One piezoelectric VAD consists of two cantilevers, each a piezoelectric bender element, which are synchronized with the paced native heartbeat. The benders are loaded with high density masses to produce resonant frequencies matching the heart rate of the subject. These benders subsequently compress thin-walled tubing carrying blood in an oscillatory fashion. Testing of this device in a simulated circulatory system revealed a desirable insensitivity to spatial orientation or changing mean fluid pressure (43). The device has the advantages of simple construction, lower power consumption than earlier devices, and (instead of pneumatic drive) noiseless electrical operation. Additionally, piezoelectrics consume only 5% of the power required by pneumatic systems and require no invasive pneumatic tubing (43).

Another ventricular assist device contains a differential piezoresistive pressure sensor within an intracardiac pump catheter as part of a sophisticated self-management system. The piezoelectric device monitors the pressures during pump operation and provides feedback to the intracardiac pump allowing for somewhat autonomous biventricular support (44).

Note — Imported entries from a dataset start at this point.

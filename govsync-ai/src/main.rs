//! govsync-ai - Government decision sync pipeline
//!
//! Loads decision candidates exported by the collector, enriches them through
//! the AI provider, validates every label against the closed vocabularies and
//! persists the results incrementally from the stored baseline.

use anyhow::{Context, Result};
use clap::Parser;
use govsync_ai::db::count_decisions;
use govsync_ai::models::{RunMode, RunParams, RunSummary, TargetSelector};
use govsync_ai::services::{
    load_candidates, EngineSettings, HttpEnrichmentClient, IncrementalSyncEngine,
    RecordPostProcessor,
};
use govsync_ai::validators::LabelValidator;
use govsync_ai::vocabulary::VocabularyStore;
use govsync_common::config::{load_config, resolve_config_path, LoggingConfig};
use govsync_common::db::init_database;
use govsync_common::events::{EventBus, PipelineEvent};
use std::path::PathBuf;
use std::sync::Arc;
use tokio_util::sync::CancellationToken;
use tracing::{debug, info, warn};
use tracing_subscriber::EnvFilter;

#[derive(Debug, Parser)]
#[command(name = "govsync-ai", version, about = "Incremental government decision sync")]
struct Args {
    /// Config file (falls back to GOVSYNC_CONFIG, then the user config dir)
    #[arg(long)]
    config: Option<PathBuf>,

    /// Root folder holding the database and vocabulary file
    #[arg(long)]
    root_folder: Option<PathBuf>,

    /// Candidate file exported by the collector (JSON array or JSON lines)
    #[arg(long, short)]
    input: PathBuf,

    /// Dispatch at most this many candidates (the oldest first)
    #[arg(long)]
    max_candidates: Option<usize>,

    /// Only process decisions of this government
    #[arg(long)]
    government: Option<u32>,

    /// Only process this decision number
    #[arg(long)]
    decision: Option<u32>,

    /// `filtered` limits scanning to the lookback window, `unfiltered` scans everything
    #[arg(long, default_value = "filtered")]
    mode: RunMode,

    /// Report outcomes without writing records or moving the baseline
    #[arg(long)]
    dry_run: bool,
}

#[tokio::main]
async fn main() -> Result<()> {
    let args = Args::parse();

    let config_path = resolve_config_path(args.config.as_deref());
    let config = load_config(config_path.as_deref())?;
    init_tracing(&config.logging)?;

    info!("Starting govsync-ai v{}", env!("CARGO_PKG_VERSION"));

    // Step 1: Resolve root folder and its files
    let root_folder = config.resolve_root_folder(args.root_folder.as_deref());
    let db_path = config.database_path(&root_folder);
    let vocabulary_path = config.vocabulary_path(&root_folder);
    info!("Root folder: {}", root_folder.display());

    // Step 2: Vocabularies (fatal on any problem)
    let store = Arc::new(
        VocabularyStore::from_path(&vocabulary_path, config.validation.similarity_threshold)
            .with_context(|| format!("Load vocabularies from {}", vocabulary_path.display()))?,
    );

    // Step 3: Database
    let pool = init_database(&db_path, &config.database).await?;
    info!("Database: {} ({} stored decisions)", db_path.display(), count_decisions(&pool).await?);

    // Step 4: Candidates
    let candidates = load_candidates(&args.input, &config.validation)?;
    info!("Loaded {} candidates from {}", candidates.len(), args.input.display());

    // Step 5: Pipeline components
    let api_key = config
        .resolve_ai_api_key()
        .context("No AI API key configured (set GOVSYNC_AI_API_KEY or [ai].api_key)")?;
    let provider = Arc::new(HttpEnrichmentClient::new(&config.ai, api_key, &store)?);
    let processor = Arc::new(RecordPostProcessor::new(
        LabelValidator::new(Arc::clone(&store)),
        &config.post_processing,
    )?);

    let event_bus = EventBus::new(256);
    spawn_event_logger(&event_bus);

    let engine = IncrementalSyncEngine::new(
        pool.clone(),
        provider,
        processor,
        event_bus,
        EngineSettings::from_config(&config),
    );

    // Ctrl-C stops dispatch at the next batch boundary
    let cancel = CancellationToken::new();
    let cancel_on_signal = cancel.clone();
    tokio::spawn(async move {
        if tokio::signal::ctrl_c().await.is_ok() {
            warn!("Interrupt received, finishing the current batch");
            cancel_on_signal.cancel();
        }
    });

    let params = RunParams {
        mode: args.mode,
        max_candidates: args.max_candidates,
        target: TargetSelector {
            government: args.government,
            decision: args.decision,
        },
        dry_run: args.dry_run,
    };

    let summary = engine.run(candidates, params, cancel).await?;
    print_summary(&summary);

    pool.close().await;
    Ok(())
}

fn init_tracing(logging: &LoggingConfig) -> Result<()> {
    let filter = EnvFilter::try_from_default_env()
        .or_else(|_| EnvFilter::try_new(&logging.level))
        .unwrap_or_else(|_| EnvFilter::new("govsync_ai=info"));

    let builder = tracing_subscriber::fmt().with_env_filter(filter);
    let result = if logging.json {
        builder.json().try_init()
    } else {
        builder.try_init()
    };
    result.map_err(|e| anyhow::anyhow!("Failed to initialize tracing: {}", e))
}

/// Mirror pipeline events into the debug log
fn spawn_event_logger(event_bus: &EventBus) {
    let mut rx = event_bus.subscribe();
    tokio::spawn(async move {
        while let Ok(event) = rx.recv().await {
            if let PipelineEvent::CandidateCompleted {
                decision_key,
                outcome,
                ..
            } = &event
            {
                debug!(decision_key = %decision_key, outcome = %outcome, "Candidate completed");
            }
        }
    });
}

fn print_summary(summary: &RunSummary) {
    let counts = &summary.counts;
    println!("Run {} finished: {}", summary.run_id, summary.phase.as_str());
    if summary.dry_run {
        println!("  (dry run: nothing was written)");
    }
    println!("  observed:           {}", summary.observed);
    println!("  dispatched:         {}", summary.dispatched);
    println!("  inserted:           {}", counts.inserted);
    println!("  updated:            {}", counts.updated);
    println!("  rejected duplicate: {}", counts.rejected_duplicate);
    println!("  deferred:           {}", counts.deferred);
    println!("  skipped:            {}", counts.skipped);
    println!("  validation drops:   {}", counts.validation_drops);
    match (&summary.baseline_before, &summary.baseline_after) {
        (before, Some(after)) if summary.baseline_advanced() => println!(
            "  baseline:           {} -> {}",
            before.map_or_else(|| "none".to_string(), |b| b.to_string()),
            after
        ),
        (_, Some(current)) => println!("  baseline:           {} (unchanged)", current),
        (_, None) => println!("  baseline:           none"),
    }
    for deferred in summary.deferred() {
        println!("  deferred {}: {}", deferred.key, deferred.outcome);
    }
}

Piezoelectric materials have potential application in actuation as well as biomedical imaging and sensing. Collectively, modern piezo-based ventricular assistance devices constitute the next leap toward constructing an artificial heart. Using piezoelectrics to harvest energy from the heart could allow pacemakers (and even ventricular assist devices) to work indefinitely without battery changes.

CONCLUSIONS

Smart materials have an amazing potential to impact the care of the pediatric patient. Many applications of smart materials in pediatric devices are already being developed and many others are in development. Even the early stage applications of shape-memory alloys, magnetostrictive materials and piezoelectrics for pediatric cardiovascular devices may begin to make a huge impact on our patients in the next decade.